Оставив Робина, я прогулялся от машины — до угла дома, где встретил Николая, одиноко стоявшего возле большой металлической бочки. Руки его были сложены за спиной. Взгляд устремлён куда-то вдаль, сквозь покинутые дома.
— Вы хотели брата найти? — как можно деликатнее спросил я у него.
— Хотел, — ответил он. — Пока здесь не оказался.
— Что же Вас остановило?
— Не знаю. Что-то в воздухе. Трудно объяснить. Я вдруг понял, что брата здесь нет. Уже давно нет. И моя затея была напрасной. Старый я идиот. Дома семья, дети, внуки, а я попёрся в эту богом забытую глушь, ради какой-то навязчивой идеи.
— Во всём надо искать свои плюсы. Согласитесь, что если бы Вы сюда не приехали, то эта самая идея продолжала бы Вас мучить до самой смерти.
— Возможно ты прав.
— Но Вы всё равно разочарованы.
— Это не разочарование.
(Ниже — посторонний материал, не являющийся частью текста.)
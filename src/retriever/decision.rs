//! Parsing of decision responses.
//!
//! Models wrap their JSON in prose more often than not, so the first
//! balanced `{...}` object is carved out of the response text before it is
//! handed to serde.

use anyhow::{Context, Result};
use serde::Deserialize;

/// Directory- and file-level decision: candidate ids, most probable first.
#[derive(Debug, Deserialize)]
pub struct RankedChoices {
    pub ids: Vec<i64>,
}

/// Class-level decision: a method id, or -1 for "none of these".
#[derive(Debug, Deserialize)]
pub struct SingleChoice {
    pub id: i64,
}

/// Extract the first balanced top-level JSON object from `text`.
///
/// Braces inside string literals don't count; escaped quotes are honored.
pub fn extract_json_object(text: &str) -> Option<&str> {
    let start = text.find('{')?;
    let bytes = text.as_bytes();

    let mut depth = 0usize;
    let mut in_string = false;
    let mut escaped = false;

    for (offset, &b) in bytes[start..].iter().enumerate() {
        if in_string {
            if escaped {
                escaped = false;
            } else if b == b'\\' {
                escaped = true;
            } else if b == b'"' {
                in_string = false;
            }
            continue;
        }

        match b {
            b'"' => in_string = true,
            b'{' => depth += 1,
            b'}' => {
                depth -= 1;
                if depth == 0 {
                    return Some(&text[start..start + offset + 1]);
                }
            }
            _ => {}
        }
    }

    None
}

pub fn parse_ranked(text: &str) -> Result<RankedChoices> {
    let json = extract_json_object(text)
        .context("Decision response contains no JSON object")?;
    serde_json::from_str(json).context("Decision response is not a ranked id list")
}

pub fn parse_single(text: &str) -> Result<SingleChoice> {
    let json = extract_json_object(text)
        .context("Decision response contains no JSON object")?;
    serde_json::from_str(json).context("Decision response is not a single id")
}

/// Drop repeated ids, keeping the first occurrence of each.
pub fn dedup_ids(ids: Vec<i64>) -> Vec<i64> {
    let mut seen = std::collections::HashSet::new();
    ids.into_iter().filter(|id| seen.insert(*id)).collect()
}
//! Bottom-up summarization of a repository tree.
//!
//! Methods are summarized from their source bodies, classes from their
//! methods, files from their classes, and directories from their
//! subdirectories and files. Each level feeds the usable summaries of the
//! level below into the prompt context, dropping later children when the
//! token budget fills up.

pub mod prompts;

use std::time::Instant;

use futures::future::{join_all, BoxFuture};
use futures::FutureExt;
use serde::Serialize;

use crate::backend::GenerationBackend;
use crate::tree::{self, ClassNode, DirNode, FileNode, MethodNode, RepoTree, Summary};

/// Tokens reserved for chat message framing on top of prompt and context.
const RESERVED_TOKENS: usize = 5;

const FILE_CLASS_HEADER: &str =
    "The following is the class or interface or enum in the file and the corresponding summary:\n";
const DIR_SUBDIR_HEADER: &str =
    "The following is the subdirectory in the directory and the corresponding summary:\n";
const DIR_FILE_HEADER: &str =
    "The following is the file in the directory and the corresponding summary:\n";

/// Counters reported after a summarization run.
#[derive(Debug, Clone, Default, Serialize)]
pub struct SummaryStats {
    /// Nodes that received a generated summary.
    pub summarized: usize,
    /// Nodes skipped for lack of usable context.
    pub no_context: usize,
    /// Nodes whose generation call failed.
    pub failed: usize,
    /// Generation API calls made.
    pub api_calls: usize,
    /// Total tokens reported by the backend across all calls.
    pub token_used: usize,
}

/// Walks a [`RepoTree`] bottom-up and fills in every node's summary.
///
/// Generation failures never abort the run; the affected node is marked
/// [`Summary::Failed`] and its parents summarize without it.
pub struct Summarizer<'a, G> {
    backend: &'a G,
    stats: SummaryStats,
}
use std::path::Path;
use std::process::Command;
use std::process::Stdio;

use itertools::Itertools;
use log::info;

use crate::error::Error;
use crate::error::Result;
use crate::schema::FileFormat;
use crate::schema::Stream;

pub const DEFAULT_PLAYER: &str = "/usr/bin/mpv";

/// Looks up the stream file for `format` and hands the terminal to `player`
/// until it exits.
pub fn play_stream(stream: &Stream, format: FileFormat, player: &Path) -> Result<()> {
    let url = stream.url(format).ok_or_else(|| Error::FormatNotFound {
        format: format.to_string(),
        available: stream.urls().keys().join(", "),
    })?;

    info!("Running {player:?} {url:?}");
    let status = Command::new(player)
        .arg(url)
        .stdin(Stdio::inherit())
        .stdout(Stdio::inherit())
        .stderr(Stdio::inherit())
        .status()
        .map_err(|source| Error::PlayerLaunch {
            player: player.display().to_string(),
            source,
        })?;
    if !status.success() {
        return Err(Error::PlayerExit(status));
    }
    Ok(())
}
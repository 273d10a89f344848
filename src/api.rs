use log::debug;
use reqwest::StatusCode;
use url::Url;

use crate::error::Error;
use crate::error::Result;
use crate::parser;
use crate::schema::Stream;

pub const STREAM_DATA_URL: &str = "https://geheimezender.com/streamdata-desktop.php";

pub struct StreamClient {
    client: reqwest::Client,
    url: Url,
}

impl StreamClient {
    pub fn new(url: Url) -> Result<Self> {
        Ok(Self {
            client: reqwest_client()?,
            url,
        })
    }

    pub fn with_default_url() -> Result<Self> {
        Self::new(Url::parse(STREAM_DATA_URL)?)
    }

    pub fn url(&self) -> &Url {
        &self.url
    }

    /// Downloads the stream list page.  Anything but `200 OK` is an error.
    pub async fn fetch_document(&self) -> Result<String> {
        debug!("GET {}", self.url);
        let response = self.client.get(self.url.clone()).send().await?;
        let status = response.status();
        debug!("Server returned {status:?}");
        if status != StatusCode::OK {
            return Err(Error::HttpStatus { status });
        }
        Ok(response.text().await?)
    }

    pub async fn fetch_streams(&self) -> Result<Vec<Stream>> {
        parser::parse_document(&self.fetch_document().await?)
    }
}

fn reqwest_client() -> reqwest::Result<reqwest::Client> {
    reqwest::Client::builder().connection_verbose(true).build()
}
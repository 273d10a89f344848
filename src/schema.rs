use std::collections::BTreeMap;

use getset::Getters;
use strum::Display;
use strum::EnumString;
use strum::IntoStaticStr;
use typed_builder::TypedBuilder;

/// One station listing on the stream data page.
#[derive(Clone, PartialEq, Eq, Debug, Default, Getters, TypedBuilder)]
#[getset(get = "pub")]
pub struct Stream {
    #[builder(default)]
    title: String,
    /// Remaining lines of the title block (frequency, phone number, ...), blanks dropped.
    #[builder(default)]
    info: Vec<String>,
    #[builder(default)]
    listeners: String,
    #[builder(default)]
    location: String,
    /// File extension of the stream file -> absolute URL.
    #[builder(default)]
    urls: BTreeMap<String, String>,
}

impl Stream {
    pub fn url(&self, format: FileFormat) -> Option<&str> {
        self.urls.get(format.key()).map(String::as_str)
    }
}

/// Stream file formats offered by the site, keyed by their file extension.
#[derive(
    Clone,
    Copy,
    PartialEq,
    Eq,
    Debug,
    Default,
    Display,
    EnumString,
    IntoStaticStr,
    clap::ValueEnum,
)]
#[strum(serialize_all = "lowercase")]
pub enum FileFormat {
    /// Shoutcast/Winamp playlist
    #[default]
    Pls,
    /// RealAudio metafile
    Ram,
    /// Windows Media redirector
    Asx,
    /// QuickTime link
    Qtl,
}

impl FileFormat {
    pub fn key(self) -> &'static str {
        self.into()
    }
}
Это страх.
— Вам страшно?
— Очень. А тебе разве нет?
— Ну, как сказать? Волнительно, немного тревожно. Но не страшно, нет.
— Это всё возраст. Ты ещё молодой. Поэтому на многие вещи смотришь поверхностно. Несерьёзно. Как ребёнок, которого папа катает на лодке. Ребёнку кажется, что никакой опасности нет. А папа прекрасно осознаёт, какая под ними глубина, и что произойдёт, если их лодочка неожиданно перевернётся. Я не хочу тебя обидеть. Просто пытаюсь донести своё понимание происходящего. Наблюдая за вами во время нашей экскурсии, я заметил, что все эти жуткие аномалии вы воспринимаете как какое-то шоу. Как бутафорию. Всё это вас нисколечки не пугает. Вы даже задуматься как следует не способны над этим. А я вот понял. Кое-что понял.